The first judgment is expected Monday in a lawsuit from a state government seeking to hold a drug company accountable for a U.S. opioid crisis that has ripped apart lives and communities. More trials and legal settlements are likely to follow the ruling in Oklahoma as the nation looks for answers and solutions to a massive societal and legal problem.
Following are questions and answers about the opioid crisis.
Q: What are opioids and how are they used?
A: They’re an addictive family of drugs that block pain signals between the body and brain. They include prescription painkillers such as Vicodin and OxyContin as well as illegal drugs such as heroin and illicit versions of fentanyl. Until recent decades, they were prescribed largely for pain for patients with cancer, at the end of their lives, or with acute pain, such as after surgery. Since the 1990s, there’s been a push in the medical world, partly funded by drug companies, to do better at treating pain—and opioids came to be seen as part of the solution.
Q: Are opioids used to treat chronic pain?
A: Yes. That’s one of the results of the push to do more to treat pain. But recent studies have questioned their effectiveness with chronic pain and the U.S. Centers for Disease Control and Prevention has told prescribers to be cautious about using the powerful drugs to treat patients with long-term pain. Experts say the longer patients are on the drugs and the higher the doses they receive, the more likely they are to develop addictions. Also, more people with prescriptions means more access to the drugs for recreational users and addicts.
Q: When did the opioid crisis begin?
A: By the early 2000s, the death toll from opioids was rising and there were growing numbers of thefts of drugs from pharmacies. In 2007, Purdue Pharma, the maker of OxyContin, paid a $634 million fine and pleaded guilty to understanding the addiction risks of the drug. But the crisis only deepened after that. Prescriptions flowed freely at “pill mill” clinics, especially in Florida, where drug dealers would get drugs and spread them around the country.
Q: How many people have opioids killed?
A: The U.S. Centers for Disease Control and Prevention has tallied more than 400,000 opioid-related deaths across the country since 2000, including more than 47,000 in both 2017 and last year. In recent years, opioid overdoses have been the nation’s largest cause of accidental deaths, ahead of even automobile accidents. The death tolls per capita have been the highest in the same places as the highest prescription rates. The Appalachian region has been hardest hit.
Q: Have prescriptions stopped being given out so freely?

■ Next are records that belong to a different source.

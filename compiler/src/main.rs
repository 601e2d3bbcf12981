use clap::Parser;
use std::path::PathBuf;
use std::time::Instant;

use vcc::partition::StageCert;

#[derive(Debug, Clone, clap::ValueEnum)]
enum EmitStage {
    Report,
    Plan,
    CostTree,
    Json,
}

#[derive(Parser, Debug)]
#[command(
    name = "vcc",
    version,
    about = "Vireo Compiler Collection — cost analysis and lane partitioning for .vio designs"
)]
struct Cli {
    /// Input .vio source file
    source: PathBuf,

    /// Output file path (defaults to stdout)
    #[arg(short, long)]
    output: Option<PathBuf>,

    /// Output stage
    #[arg(long, value_enum, default_value_t = EmitStage::Report)]
    emit: EmitStage,

    /// Number of execution lanes to partition onto
    #[arg(long, default_value_t = 2)]
    lanes: usize,

    /// Cost model overrides (JSON file)
    #[arg(long)]
    cost_model: Option<PathBuf>,

    /// Restrict cost-tree output to one process
    #[arg(long)]
    process: Option<String>,

    /// Print compiler phases and timing
    #[arg(long)]
    verbose: bool,
}

fn main() {
    let cli = Cli::parse();

    if cli.verbose {
        eprintln!("vcc: source = {}", cli.source.display());
        eprintln!("vcc: emit   = {:?}", cli.emit);
        eprintln!("vcc: lanes  = {}", cli.lanes);
    }

    // ── Load cost model ──
    let model = match &cli.cost_model {
        Some(path) => {
            let text = match std::fs::read_to_string(path) {
                Ok(t) => t,
                Err(e) => {
                    eprintln!("vcc: error: {}: {}", path.display(), e);
                    std::process::exit(2);
                }
            };
            match vcc::cost_model::CostModel::from_json_str(&text) {
                Ok(m) => m,
                Err(e) => {
                    eprintln!("vcc: error: {}: {}", path.display(), e);
                    std::process::exit(2);
                }
            }
        }
        None => vcc::cost_model::CostModel::default(),
    };

    // ── Read and parse source ──
    let source = match std::fs::read_to_string(&cli.source) {
        Ok(s) => s,
        Err(e) => {
            eprintln!("vcc: error: {}: {}", cli.source.display(), e);
            std::process::exit(2);
        }
    };

    let t = Instant::now();
    let parse_result = vcc::parser::parse(&source);
    if !parse_result.errors.is_empty() {
        for err in &parse_result.errors {
            eprintln!("vcc: parse error: {}", err);
        }
        std::process::exit(1);
    }
    let ast = match parse_result.design {
        Some(d) => d,
        None => {
            eprintln!("vcc: parse failed with no output");
            std::process::exit(1);
        }
    };

    if cli.verbose {
        eprintln!(
            "vcc: parse complete, {:.1}ms",
            t.elapsed().as_secs_f64() * 1000.0
        );
        eprintln!("vcc: parsed {} declarations", ast.decls.len());
    }

    // ── Lower to simulation IR ──
    let t = Instant::now();
    let lower_result = vcc::lower::lower(&ast);
    for diag in &lower_result.diagnostics {
        eprintln!("vcc: {}", diag);
    }
    let design = match lower_result.design {
        Some(d) => d,
        None => std::process::exit(1),
    };

    if cli.verbose {
        eprintln!(
            "vcc: lower complete, {:.1}ms",
            t.elapsed().as_secs_f64() * 1000.0
        );
        eprintln!(
            "vcc: lowered {} signals, {} routines, {} processes",
            design.signals.len(),
            design.funcs.len(),
            design.processes.len(),
        );
    }

    if let Some(name) = &cli.process {
        if !design.processes.iter().any(|p| &p.name == name) {
            eprintln!("vcc: error: no process named `{}`", name);
            std::process::exit(2);
        }
    }

    // ── Partition onto lanes ──
    let t = Instant::now();
    let partition_result = vcc::partition::partition(&design, &model, cli.lanes);
    for diag in &partition_result.diagnostics {
        eprintln!("vcc: {}", diag);
    }
    let plan = match partition_result.plan {
        Some(p) => p,
        None => std::process::exit(1),
    };

    if cli.verbose {
        eprintln!(
            "vcc: partition complete, {:.1}ms",
            t.elapsed().as_secs_f64() * 1000.0
        );
        if let Some(cert) = &partition_result.cert {
            for (name, ok) in cert.obligations() {
                eprintln!("vcc: cert {}: {}", name, if ok { "pass" } else { "FAIL" });
            }
        }
    }

    // ── Emit ──
    let text = match cli.emit {
        EmitStage::Report => {
            let report = vcc::report::build_report(&source, &design, &plan);
            vcc::report::render_text(&report)
        }
        EmitStage::Json => {
            let report = vcc::report::build_report(&source, &design, &plan);
            match serde_json::to_string_pretty(&report) {
                Ok(mut s) => {
                    s.push('\n');
                    s
                }
                Err(e) => {
                    eprintln!("vcc: error: {}", e);
                    std::process::exit(1);
                }
            }
        }
        EmitStage::Plan => plan.to_string(),
        EmitStage::CostTree => {
            match vcc::report::render_cost_trees(&design, &model, cli.process.as_deref()) {
                Ok(s) => s,
                Err(e) => {
                    eprintln!("vcc: error: {}", e);
                    std::process::exit(1);
                }
            }
        }
    };

    match &cli.output {
        Some(path) => {
            if let Err(e) = std::fs::write(path, &text) {
                eprintln!("vcc: error: {}: {}", path.display(), e);
                std::process::exit(2);
            }
        }
        None => print!("{}", text),
    }
}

A: Yes. States have used databases to track prescriptions and prescribers, pill mills have been shut down and prescribers have become more conservative in calling for the drugs since around 2011. Government guidelines and some insurance company standards have also been tightened. But as prescription rates started falling, death rates actually rose, with more addicts using deadlier illicit versions of opioids. Preliminary data shows that the death toll declined very slightly in 2018 for the first time since the crisis began.
Q: What’s the financial toll of the crisis?
A: The White House Council of Economic Advisers published a report in 2017 pegging the cost of the crisis at just over $500 billion in 2015. That includes lost productivity as well as costs born by taxpayers, such as ambulance runs, jail treatment costs, and the costs of caring for children whose parents have died from opioid overdoses.
Q: Is that why so many governments are suing over opioids?
A: It’s a big factor. Forty-eight states plus around 2,000 local and tribal governments have sued companies in the drug industry, arguing that those that make, distribute and sell the drugs are partly responsible for the crisis. They argue that drugs were improperly marketed and that companies failed to stop suspicious orders from shipping.
Q: What makes the cases legally complicated?
A: There are dozens of defendants and thousands of plaintiffs with different interests. State and local governments are battling over control of any settlement money before any national deals have been reached. And unlike with tobacco, which was the subject of a massive legal settlement in the late 1990s, opioids are allowed by the federal government and prescribed by doctors and other licensed medical professionals.
Q: What’s happened in Oklahoma so far?
Oklahoma’s public nuisance lawsuit against several drugmakers and their subsidiaries was the first in a wave of opioid litigation to make it to trial. Before the start of the six-week trial in May, Oklahoma reached a $270 million deal with Purdue and an $85 million settlement with Teva, both of which faced criticism from state lawmakers, who argued they have control over dispersing funds. The Purdue settlement calls for about $200 million to go into a trust to fund an addiction studies center at Oklahoma State University in Tulsa.
The remaining defendant, Johnson & Johnson and some of its subsidiaries, proceeded to trial. A judge who oversaw the case is expected to deliver his judgment on Monday.
Q: What’s next?
A: The first federal trial, involving claims from Ohio’s Cuyahoga and Summit counties, is scheduled for Oct. 21. The Cleveland-based judge in that case, Dan Polster, intends to use that as a bellwether, providing decisions that could apply to other cases. Polster is overseeing most of the opioid cases and is pushing the parties to settle.